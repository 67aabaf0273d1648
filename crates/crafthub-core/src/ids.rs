//! Identifier types for the companion-site backend.
//!
//! This module provides the strongly-typed keys the stores are indexed by:
//! the validated Minecraft account name and the time-ordered purchase id.

use serde::{Deserialize, Serialize};
use std::fmt;
use std::str::FromStr;
use ulid::Ulid;

/// A Minecraft account name, the identity key shared by every store.
///
/// Names are 3-16 characters drawn from `[A-Za-z0-9_]` (the launcher's own
/// rules) and are compared case-sensitively, exactly as stored. The same
/// string keys the plugin-owned credential table and the locally-owned
/// profile table.
#[derive(Clone, PartialEq, Eq, Hash, Serialize, Deserialize)]
#[serde(try_from = "String", into = "String")]
pub struct Username(String);

impl Username {
    /// Minimum accepted name length.
    pub const MIN_LEN: usize = 3;

    /// Maximum accepted name length.
    pub const MAX_LEN: usize = 16;

    /// Validate and wrap a raw name.
    ///
    /// # Errors
    ///
    /// Returns [`IdError::InvalidUsername`] if the name is outside 3-16
    /// characters or contains anything but ASCII letters, digits, or `_`.
    pub fn parse(raw: &str) -> Result<Self, IdError> {
        Self::validate(raw)?;
        Ok(Self(raw.to_owned()))
    }

    /// Return the name as a string slice.
    #[must_use]
    pub fn as_str(&self) -> &str {
        &self.0
    }

    fn validate(raw: &str) -> Result<(), IdError> {
        if raw.len() < Self::MIN_LEN || raw.len() > Self::MAX_LEN {
            return Err(IdError::InvalidUsername);
        }
        if !raw.bytes().all(|b| b.is_ascii_alphanumeric() || b == b'_') {
            return Err(IdError::InvalidUsername);
        }
        Ok(())
    }
}

impl FromStr for Username {
    type Err = IdError;

    fn from_str(s: &str) -> Result<Self, Self::Err> {
        Self::parse(s)
    }
}

impl fmt::Debug for Username {
    fn fmt(&self, f: &mut fmt::Formatter<'_>) -> fmt::Result {
        write!(f, "Username({})", self.0)
    }
}

impl fmt::Display for Username {
    fn fmt(&self, f: &mut fmt::Formatter<'_>) -> fmt::Result {
        write!(f, "{}", self.0)
    }
}

impl TryFrom<String> for Username {
    type Error = IdError;

    fn try_from(value: String) -> Result<Self, Self::Error> {
        Self::validate(&value)?;
        Ok(Self(value))
    }
}

impl From<Username> for String {
    fn from(name: Username) -> Self {
        name.0
    }
}

impl AsRef<str> for Username {
    fn as_ref(&self) -> &str {
        &self.0
    }
}

/// A purchase-ledger identifier using ULID for time-ordering.
///
/// Ledger ids are time-ordered so that a plain sort of the ledger is a
/// chronology and range scans over recent purchases stay cheap.
#[derive(Clone, Copy, PartialEq, Eq, Hash, Serialize, Deserialize)]
#[serde(try_from = "String", into = "String")]
pub struct PurchaseId(Ulid);

impl PurchaseId {
    /// Create a `PurchaseId` from a ULID.
    #[must_use]
    pub const fn from_ulid(ulid: Ulid) -> Self {
        Self(ulid)
    }

    /// Generate a new `PurchaseId` with the current timestamp.
    #[must_use]
    pub fn generate() -> Self {
        Self(Ulid::new())
    }

    /// Return the underlying ULID.
    #[must_use]
    pub const fn as_ulid(&self) -> &Ulid {
        &self.0
    }
}

impl FromStr for PurchaseId {
    type Err = IdError;

    fn from_str(s: &str) -> Result<Self, Self::Err> {
        let ulid = Ulid::from_string(s).map_err(|_| IdError::InvalidUlid)?;
        Ok(Self(ulid))
    }
}

impl fmt::Debug for PurchaseId {
    fn fmt(&self, f: &mut fmt::Formatter<'_>) -> fmt::Result {
        write!(f, "PurchaseId({})", self.0)
    }
}

impl fmt::Display for PurchaseId {
    fn fmt(&self, f: &mut fmt::Formatter<'_>) -> fmt::Result {
        write!(f, "{}", self.0)
    }
}

impl TryFrom<String> for PurchaseId {
    type Error = IdError;

    fn try_from(value: String) -> Result<Self, Self::Error> {
        value.parse()
    }
}

impl From<PurchaseId> for String {
    fn from(id: PurchaseId) -> Self {
        id.0.to_string()
    }
}

/// Errors that can occur when parsing identifiers.
#[derive(Debug, Clone, PartialEq, Eq, thiserror::Error)]
pub enum IdError {
    /// The input is not an acceptable account name.
    #[error("invalid username: 3-16 characters of A-Z, a-z, 0-9 or _")]
    InvalidUsername,

    /// The input is not a valid ULID.
    #[error("invalid ULID format")]
    InvalidUlid,
}

#[cfg(test)]
mod tests {
    use super::*;

    #[test]
    fn username_accepts_launcher_style_names() {
        for name in ["abc", "Notch", "x_Herobrine_x", "Player123", "a_b_c_d_e_f_g_16"] {
            assert!(Username::parse(name).is_ok(), "rejected {name}");
        }
    }

    #[test]
    fn username_rejects_bad_shapes() {
        for name in ["ab", "", "seventeen_chars__", "has space", "naïve", "semi;colon", "dash-ed"] {
            assert!(Username::parse(name).is_err(), "accepted {name}");
        }
    }

    #[test]
    fn username_is_case_sensitive() {
        let lower = Username::parse("steve").unwrap();
        let upper = Username::parse("Steve").unwrap();
        assert_ne!(lower, upper);
        assert_eq!(upper.as_str(), "Steve");
    }

    #[test]
    fn username_serde_rejects_invalid() {
        let ok: Result<Username, _> = serde_json::from_str("\"Alex\"");
        assert!(ok.is_ok());
        let bad: Result<Username, _> = serde_json::from_str("\"no spaces here\"");
        assert!(bad.is_err());
    }

    #[test]
    fn username_serde_roundtrip() {
        let name = Username::parse("Notch").unwrap();
        let json = serde_json::to_string(&name).unwrap();
        let parsed: Username = serde_json::from_str(&json).unwrap();
        assert_eq!(name, parsed);
    }

    #[test]
    fn purchase_id_roundtrip() {
        let id = PurchaseId::generate();
        let str_repr = id.to_string();
        let parsed = PurchaseId::from_str(&str_repr).unwrap();
        assert_eq!(id, parsed);
    }

    #[test]
    fn purchase_id_serde_json() {
        let id = PurchaseId::generate();
        let json = serde_json::to_string(&id).unwrap();
        let parsed: PurchaseId = serde_json::from_str(&json).unwrap();
        assert_eq!(id, parsed);
    }

    #[test]
    fn purchase_ids_sort_chronologically() {
        let earlier = PurchaseId::from_ulid(Ulid::from_parts(1_000, 42));
        let later = PurchaseId::from_ulid(Ulid::from_parts(2_000, 7));
        assert!(earlier.to_string() < later.to_string());
    }
}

# Task description
Reproduce the material word for word. Leave nothing out.

# Your response
repository 67aabaf0273d1648
filename crates/crafthub-core/src/ids.rs
//! Identifier types for the companion-site backend.
//!
//! This module provides the strongly-typed keys the stores are indexed by:
//! the validated Minecraft account name and the time-ordered purchase id.

use serde::{Deserialize, Serialize};
use std::fmt;
use std::str::FromStr;
use ulid::Ulid;

/// A Minecraft account name, the identity key shared by every store.
///
/// Names are 3-16 characters drawn from `[A-Za-z0-9_]` (the launcher's own
/// rules) and are compared case-sensitively, exactly as stored. The same
/// string keys the plugin-owned credential table and the locally-owned
/// profile table.
#[derive(Clone, PartialEq, Eq, Hash, Serialize, Deserialize)]
#[serde(try_from = "String", into = "String")]
pub struct Username(String);

impl Username {
    /// Minimum accepted name length.
    pub const MIN_LEN: usize = 3;

    /// Maximum accepted name length.
    pub const MAX_LEN: usize = 16;

    /// Validate and wrap a raw name.
    ///
    /// # Errors
    ///
    /// Returns [`IdError::InvalidUsername`] if the name is outside 3-16
    /// characters or contains anything but ASCII letters, digits, or `_`.
    pub fn parse(raw: &str) -> Result<Self, IdError> {
        Self::validate(raw)?;
        Ok(Self(raw.to_owned()))
    }

    /// Return the name as a string slice.
    #[must_use]
    pub fn as_str(&self) -> &str {
        &self.0
    }

    fn validate(raw: &str) -> Result<(), IdError> {
        if raw.len() < Self::MIN_LEN || raw.len() > Self::MAX_LEN {
            return Err(IdError::InvalidUsername);
        }
        if !raw.bytes().all(|b| b.is_ascii_alphanumeric() || b == b'_') {
            return Err(IdError::InvalidUsername);
        }
        Ok(())
    }
}

impl FromStr for Username {
    type Err = IdError;

    fn from_str(s: &str) -> Result<Self, Self::Err> {
        Self::parse(s)
    }
}

impl fmt::Debug for Username {
    fn fmt(&self, f: &mut fmt::Formatter<'_>) -> fmt::Result {
        write!(f, "Username({})", self.0)
    }
}

impl fmt::Display for Username {
    fn fmt(&self, f: &mut fmt::Formatter<'_>) -> fmt::Result {
        write!(f, "{}", self.0)
    }
}

impl TryFrom<String> for Username {
    type Error = IdError;

    fn try_from(value: String) -> Result<Self, Self::Error> {
        Self::validate(&value)?;
        Ok(Self(value))
    }
}

impl From<Username> for String {
    fn from(name: Username) -> Self {
        name.0
    }
}

impl AsRef<str> for Username {
    fn as_ref(&self) -> &str {
        &self.0
    }
}

/// A purchase-ledger identifier using ULID for time-ordering.
///
/// Ledger ids are time-ordered so that a plain sort of the ledger is a
/// chronology and range scans over recent purchases stay cheap.
#[derive(Clone, Copy, PartialEq, Eq, Hash, Serialize, Deserialize)]
#[serde(try_from = "String", into = "String")]
pub struct PurchaseId(Ulid);

impl PurchaseId {
    /// Create a `PurchaseId` from a ULID.
    #[must_use]
    pub const fn from_ulid(ulid: Ulid) -> Self {
        Self(ulid)
    }

    /// Generate a new `PurchaseId` with the current timestamp.
    #[must_use]
    pub fn generate() -> Self {
        Self(Ulid::new())
    }

    /// Return the underlying ULID.
    #[must_use]
    pub const fn as_ulid(&self) -> &Ulid {
        &self.0
    }
}

impl FromStr for PurchaseId {
    type Err = IdError;

    fn from_str(s: &str) -> Result<Self, Self::Err> {
        let ulid = Ulid::from_string(s).map_err(|_| IdError::InvalidUlid)?;
        Ok(Self(ulid))
    }
}

impl fmt::Debug for PurchaseId {
    fn fmt(&self, f: &mut fmt::Formatter<'_>) -> fmt::Result {
        write!(f, "PurchaseId({})", self.0)
    }
}

impl fmt::Display for PurchaseId {
    fn fmt(&self, f: &mut fmt::Formatter<'_>) -> fmt::Result {
        write!(f, "{}", self.0)
    }
}

impl TryFrom<String> for PurchaseId {
    type Error = IdError;

    fn try_from(value: String) -> Result<Self, Self::Error> {
        value.parse()
    }
}

impl From<PurchaseId> for String {
    fn from(id: PurchaseId) -> Self {
        id.0.to_string()
    }
}

/// Errors that can occur when parsing identifiers.
#[derive(Debug, Clone, PartialEq, Eq, thiserror::Error)]
pub enum IdError {
    /// The input is not an acceptable account name.
    #[error("invalid username: 3-16 characters of A-Z, a-z, 0-9 or _")]
    InvalidUsername,

    /// The input is not a valid ULID.
    #[error("invalid ULID format")]
    InvalidUlid,
}

#[cfg(test)]
mod tests {
    use super::*;

    #[test]
    fn username_accepts_launcher_style_names() {
        for name in ["abc", "Notch", "x_Herobrine_x", "Player123", "a_b_c_d_e_f_g_16"] {
            assert!(Username::parse(name).is_ok(), "rejected {name}");
        }
    }

    #[test]
    fn username_rejects_bad_shapes() {
        for name in ["ab", "", "seventeen_chars__", "has space", "naïve", "semi;colon", "dash-ed"] {
            assert!(Username::parse(name).is_err(), "accepted {name}");
        }
    }

    #[test]
    fn username_is_case_sensitive() {
        let lower = Username::parse("steve").unwrap();
        let upper = Username::parse("Steve").unwrap();
        assert_ne!(lower, upper);
        assert_eq!(upper.as_str(), "Steve");
    }

    #[test]
    fn username_serde_rejects_invalid() {
        let ok: Result<Username, _> = serde_json::from_str("\"Alex\"");
        assert!(ok.is_ok());
        let bad: Result<Username, _> = serde_json::from_str("\"no spaces here\"");
        assert!(bad.is_err());
    }

    #[test]
    fn username_serde_roundtrip() {
        let name = Username::parse("Notch").unwrap();
        let json = serde_json::to_string(&name).unwrap();
        let parsed: Username = serde_json::from_str(&json).unwrap();
        assert_eq!(name, parsed);
    }

    #[test]
    fn purchase_id_roundtrip() {
        let id = PurchaseId::generate();
        let str_repr = id.to_string();
        let parsed = PurchaseId::from_str(&str_repr).unwrap();
        assert_eq!(id, parsed);
    }

    #[test]
    fn purchase_id_serde_json() {
        let id = PurchaseId::generate();
        let json = serde_json::to_string(&id).unwrap();
        let parsed: PurchaseId = serde_json::from_str(&json).unwrap();
        assert_eq!(id, parsed);
    }

    #[test]
    fn purchase_ids_sort_chronologically() {
        let earlier = PurchaseId::from_ulid(Ulid::from_parts(1_000, 42));
        let later = PurchaseId::from_ulid(Ulid::from_parts(2_000, 7));
        assert!(earlier.to_string() < later.to_string());
    }
}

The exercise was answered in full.